I had never considered the connection, but my friend was exactly correct. The Passover slogan dayenu, meaning it would have sufficed us, shares exactly the same sentiment as this name of God. But that left me with a question… what is the name Shakai doing on our mezuzahs? What does “being enough” have to do with the entrances to our homes? So I did some research and found some even more interesting connections.
On the Boundary of Chaos
Shakai comes into play particularly when concerning the act of creation. God, an infinite and purely spiritual being, created a finite and physical world. It is when He decided that the physical plane of existence ended, when it became finite, that He said “this is enough.” God created a boundary to physical existence. The limitless became limited.
Boundaries are interesting. A basketball game isn’t a sport unless you have rules. If you assign a teenager a research project and tell them “you can write about anything you want,” they’ll probably procrastinate forever and write about something mundane. But when you tell them they have to write about a certain subject, they will choose a topic that is outside the bounds of the topic while cleverly still fulfilling the requirements of the directions. And some of the most brilliant filmmaking techniques have been created when the technology available couldn’t show what the director wanted to depict. When you put limitations on something, it can test and eventually master those limitations. Another way of looking at it is that boundaries make order from chaos.
Judaism associates borders with circles. Orbits that planetary bodies follow are circular paths. The ripples of water expanding outward are circular. And a bride encircles her groom seven times at a wedding, symbolically creating a boundary. Interestingly enough, the mathematical construct π which is instrumental to determining the diameter and circumference of a circle is equivalent to 3.14 (plus a little more). The gematria (numerical value) of God’s name ש-ד-י is 314.
The Writing on the Wall
So if we understand the importance of boundaries, how does that connect to our mezuzah scrolls? The mezuzah is a reminder to keep the Shema in mind when we transition from one space to another. But it is also a designation of a boundary. Our homes are one of the few places we have some modicum of control to establish and maintain order.

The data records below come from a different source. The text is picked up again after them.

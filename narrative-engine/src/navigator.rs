//! Narrative navigator - moves a session through the narrative graph.
//!
//! Three ways to change a session's position, kept deliberately separate:
//!
//! - [`NarrativeNavigator::resolve_choice`] follows a choice of the current node.
//! - [`NarrativeNavigator::enter_node`] places a session on a node without a
//!   choice (session start).
//! - [`NarrativeNavigator::override_path`] is the tutor-driven jump used by
//!   `adapt_narrative`. It trusts its input: no choice or prerequisite checks.

use std::sync::Arc;
use tracing::{debug, info, warn};

use crate::error::{EngineError, Result};
use crate::model::{Choice, Learner, NarrativeNode, Session};
use crate::store::{NarrativeStore, StoreError};

/// Result of following a choice.
#[derive(Debug, Clone)]
pub struct NavigationOutcome {
    /// Session after the move
    pub session: Session,
    /// Node the session now points at
    pub node: NarrativeNode,
    /// The choice that was followed
    pub choice: Choice,
}

/// Result of a tutor-driven path override.
#[derive(Debug, Clone)]
pub struct PathOverride {
    pub session: Session,
    /// Node jumped to, when the first entry resolved
    pub jumped_to: Option<NarrativeNode>,
}

/// Resolves choices and owns every write to a session's position.
pub struct NarrativeNavigator {
    store: Arc<dyn NarrativeStore>,
}

impl NarrativeNavigator {
    pub fn new(store: Arc<dyn NarrativeStore>) -> Self {
        Self { store }
    }

    /// Follow `choice_id` from the session's current node.
    pub async fn resolve_choice(&self, session_id: &str, choice_id: &str) -> Result<NavigationOutcome> {
        let session = self.store.get_session(session_id).await?;
        if session.is_completed() {
            return Err(EngineError::InvalidState(format!(
                "session {} is completed",
                session_id
            )));
        }

        let current_id = session
            .current_node_id
            .clone()
            .ok_or_else(|| EngineError::NoCurrentNode(session_id.to_string()))?;

        let current = match self.store.get_node(&current_id).await {
            Ok(node) => node,
            Err(StoreError::NotFound(_)) => {
                // Dangling pointer: nothing to choose from.
                warn!(session_id = %session_id, node_id = %current_id, "Current node missing from graph");
                return Err(EngineError::NoCurrentNode(session_id.to_string()));
            }
            Err(e) => return Err(e.into()),
        };

        let choice = current
            .choice(choice_id)
            .cloned()
            .ok_or_else(|| EngineError::ChoiceNotFound(choice_id.to_string()))?;

        let target = match self.store.get_node(&choice.target_node_id).await {
            Ok(node) if node.tenant_id == session.tenant_id => node,
            Ok(_) | Err(StoreError::NotFound(_)) => {
                return Err(EngineError::TargetNodeNotFound(choice.target_node_id.clone()))
            }
            Err(e) => return Err(e.into()),
        };

        let session = match self
            .store
            .advance_session(session_id, &target.id, Some(choice_id), Some(&current_id))
            .await
        {
            Ok(session) => session,
            // Someone moved the session while we were resolving; the choice
            // no longer belongs to the current node.
            Err(StoreError::Conflict(reason)) => {
                debug!(session_id = %session_id, reason = %reason, "Choice went stale");
                if self.store.get_session(session_id).await?.is_completed() {
                    return Err(EngineError::InvalidState(reason));
                }
                return Err(EngineError::ChoiceNotFound(choice_id.to_string()));
            }
            Err(e) => return Err(e.into()),
        };

        info!(
            session_id = %session_id,
            from = %current_id,
            to = %target.id,
            choice_id = %choice_id,
            "Choice resolved"
        );

        Ok(NavigationOutcome {
            session,
            node: target,
            choice,
        })
    }

    /// Pick the node a new session should start on.
    ///
    /// Nodes whose prerequisites the learner has mastered win, in graph
    /// insertion order. Otherwise any node in scope is used and a warning is
    /// logged. `None` means the tenant has no narrative yet.
    pub async fn select_start_node(
        &self,
        tenant_id: &str,
        learner: &Learner,
    ) -> Result<Option<NarrativeNode>> {
        let nodes = self.store.nodes_in_scope(tenant_id).await?;

        if let Some(node) = nodes.iter().find(|n| n.is_unlocked_for(learner)) {
            return Ok(Some(node.clone()));
        }

        match nodes.into_iter().next() {
            Some(node) => {
                warn!(
                    tenant_id = %tenant_id,
                    learner_id = %learner.id,
                    node_id = %node.id,
                    "No unlocked start node; falling back to first node in scope"
                );
                Ok(Some(node))
            }
            None => {
                debug!(tenant_id = %tenant_id, "Narrative library is empty");
                Ok(None)
            }
        }
    }

    /// Place a session on `node_id` without a choice.
    pub async fn enter_node(&self, session_id: &str, node_id: &str) -> Result<Session> {
        Ok(self
            .store
            .advance_session(session_id, node_id, None, None)
            .await?)
    }

    /// Append `entries` verbatim to the path history and, if the first entry
    /// resolves to a node of the session's tenant (by nugget id, then by node
    /// id), jump the current node there.
    pub async fn override_path(&self, session_id: &str, entries: &[String]) -> Result<PathOverride> {
        let session = self.store.get_session(session_id).await?;
        if session.is_completed() {
            return Err(EngineError::InvalidState(format!(
                "session {} is completed",
                session_id
            )));
        }

        let jumped_to = match entries.first() {
            Some(first) => self.resolve_entry(&session.tenant_id, first).await?,
            None => None,
        };

        let session = self
            .store
            .adapt_path(session_id, entries, jumped_to.as_ref().map(|n| n.id.as_str()))
            .await?;

        info!(
            session_id = %session_id,
            appended = entries.len(),
            jumped_to = ?jumped_to.as_ref().map(|n| &n.id),
            "Narrative path overridden"
        );

        Ok(PathOverride { session, jumped_to })
    }

    async fn resolve_entry(&self, tenant_id: &str, entry: &str) -> Result<Option<NarrativeNode>> {
        if let Some(node) = self.store.find_node_by_nugget(tenant_id, entry).await? {
            return Ok(Some(node));
        }
        match self.store.get_node(entry).await {
            Ok(node) if node.tenant_id == tenant_id => Ok(Some(node)),
            Ok(_) | Err(StoreError::NotFound(_)) => Ok(None),
            Err(e) => Err(e.into()),
        }
    }
}

#[cfg(test)]
mod tests {
    use super::*;
    use crate::model::DeliveryMode;
    use crate::store::MemoryStore;
    use std::collections::BTreeSet;

    fn node(id: &str, tenant: &str, prereqs: &[&str], choices: Vec<Choice>) -> NarrativeNode {
        NarrativeNode {
            id: id.into(),
            tenant_id: tenant.into(),
            nugget_id: format!("nug-{}", id),
            prerequisites: prereqs.iter().map(|s| s.to_string()).collect(),
            adapts_to: vec![],
            choices,
        }
    }

    fn choice(id: &str, target: &str) -> Choice {
        Choice {
            id: id.into(),
            text: format!("go to {}", target),
            target_node_id: target.into(),
            reveals_gap: BTreeSet::new(),
            confirms_mastery: BTreeSet::new(),
        }
    }

    async fn setup() -> (Arc<MemoryStore>, NarrativeNavigator, Session) {
        let store = Arc::new(MemoryStore::new());
        store
            .insert_node(node("a", "t", &[], vec![choice("to-b", "b"), choice("to-x", "x")]))
            .await
            .unwrap();
        store
            .insert_node(node("b", "t", &["basics"], vec![choice("to-a", "a")]))
            .await
            .unwrap();
        store.insert_node(node("x", "other", &[], vec![])).await.unwrap();

        let session = store
            .insert_session(Session::new("t", "l", DeliveryMode::Text))
            .await
            .unwrap();
        let navigator = NarrativeNavigator::new(store.clone());
        (store, navigator, session)
    }

    #[tokio::test]
    async fn test_no_current_node() {
        let (_, nav, session) = setup().await;
        let err = nav.resolve_choice(&session.id, "to-b").await.unwrap_err();
        assert_eq!(err, EngineError::NoCurrentNode(session.id.clone()));
    }

    #[tokio::test]
    async fn test_resolve_and_stale_choice() {
        let (store, nav, session) = setup().await;
        nav.enter_node(&session.id, "a").await.unwrap();

        let outcome = nav.resolve_choice(&session.id, "to-b").await.unwrap();
        assert_eq!(outcome.node.id, "b");
        assert_eq!(outcome.session.path_history, vec!["a", "b"]);

        // Same choice again: it belongs to "a", not "b".
        let err = nav.resolve_choice(&session.id, "to-b").await.unwrap_err();
        assert_eq!(err.error_type(), "ChoiceNotFound");

        let log = store.traversals(&session.id).await.unwrap();
        assert_eq!(log.len(), 2);
        assert_eq!(log[1].choice_id.as_deref(), Some("to-b"));
    }

    #[tokio::test]
    async fn test_target_outside_tenant() {
        let (_, nav, session) = setup().await;
        nav.enter_node(&session.id, "a").await.unwrap();
        let err = nav.resolve_choice(&session.id, "to-x").await.unwrap_err();
        assert_eq!(err, EngineError::TargetNodeNotFound("x".into()));
    }

    #[tokio::test]
    async fn test_start_node_prefers_unlocked() {
        let (store, nav, _) = setup().await;
        let learner = Learner::new("t", "l");
        let start = nav.select_start_node("t", &learner).await.unwrap().unwrap();
        assert_eq!(start.id, "a");

        // Only locked nodes: falls back to the first one.
        store.insert_node(node("c", "locked", &["z"], vec![])).await.unwrap();
        let start = nav.select_start_node("locked", &learner).await.unwrap().unwrap();
        assert_eq!(start.id, "c");

        assert!(nav.select_start_node("empty", &learner).await.unwrap().is_none());
    }

    #[tokio::test]
    async fn test_override_path_appends_verbatim() {
        let (_, nav, session) = setup().await;
        nav.enter_node(&session.id, "a").await.unwrap();

        let entries = vec!["nug-b".to_string(), "not-a-node".to_string()];
        let result = nav.override_path(&session.id, &entries).await.unwrap();
        assert_eq!(result.jumped_to.map(|n| n.id), Some("b".to_string()));
        assert_eq!(result.session.current_node_id.as_deref(), Some("b"));
        assert_eq!(result.session.path_history, vec!["a", "nug-b", "not-a-node"]);

        // Unresolvable first entry: appended, position unchanged.
        let entries = vec!["ghost".to_string()];
        let result = nav.override_path(&session.id, &entries).await.unwrap();
        assert!(result.jumped_to.is_none());
        assert_eq!(result.session.current_node_id.as_deref(), Some("b"));
        assert_eq!(result.session.path_history.len(), 4);
    }

    #[tokio::test]
    async fn test_completed_session_is_terminal() {
        let (store, nav, session) = setup().await;
        nav.enter_node(&session.id, "a").await.unwrap();
        store.complete_session(&session.id).await.unwrap();

        let err = nav.resolve_choice(&session.id, "to-b").await.unwrap_err();
        assert_eq!(err.error_type(), "InvalidState");
        let err = nav.override_path(&session.id, &["nug-b".to_string()]).await.unwrap_err();
        assert_eq!(err.error_type(), "InvalidState");
    }
}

Out in the world the ability to keep order gets greatly diminished. I mean, everyday people drive right through the stop sign outside my apartment. No matter how many times I yell at them, I’m not going to be able to change that. In the home, maintaining that order may seem like a losing battle if you have a roommate, spouse, or (Heaven help you) kids. But you have to remember you are building a home, so building that order is part of the work of a head of a household. As you build that order, or shalom, in the home, perhaps that will affect the more immediate community.
Circle and Square
Orderly circles are found in nature. But shapes like squares and cubes aren’t. Those are made by humanity. Interestingly enough, another place we find ש-ד-י is on a pair of tefillin. Tefillin are leather boxes that must be perfectly square otherwise they aren’t kosher. But because they are manmade in partnership with God, they are a Jew’s way to transcend the natural world. And so similarly where the name Shakai helps us leave the boundaries of our residence on a mezuzah, tefillin help us leave the boundaries of our mundane lives to connect with the spiritual.
When Enough is Enough
Pirkei Avos 4:1 asks, “Who is rich? He who is happy with his lot.” In Hebrew it’s samayach b’chelko. The consumer driven economy we live in trains us to want more and more. Our super computer smart phones become outdated in mere months and are almost useless after two years. Just one of the video streaming services offer literally endless content, yet many of us are subscribed to two, three, or even more. For some, accumulation of goods not only is a way of life, it is both the shame and their purpose. Just go on to Youtube and search for hoarders. But when we decide that what we have is all we need, it allows us to enjoy what we have and gratitude for them.
Just this week, the nation of Ukraine was traumatized with an invasion. Hundreds of families had to pack suitcases, get in their cars, and leave behind every material thing they invested their time, work, and money into. In an instant, the boundaries that ordered their lives vanished. Hopefully, we can learn to appreciate what is essentially enough without having to suffer the threat of such chaos and loss.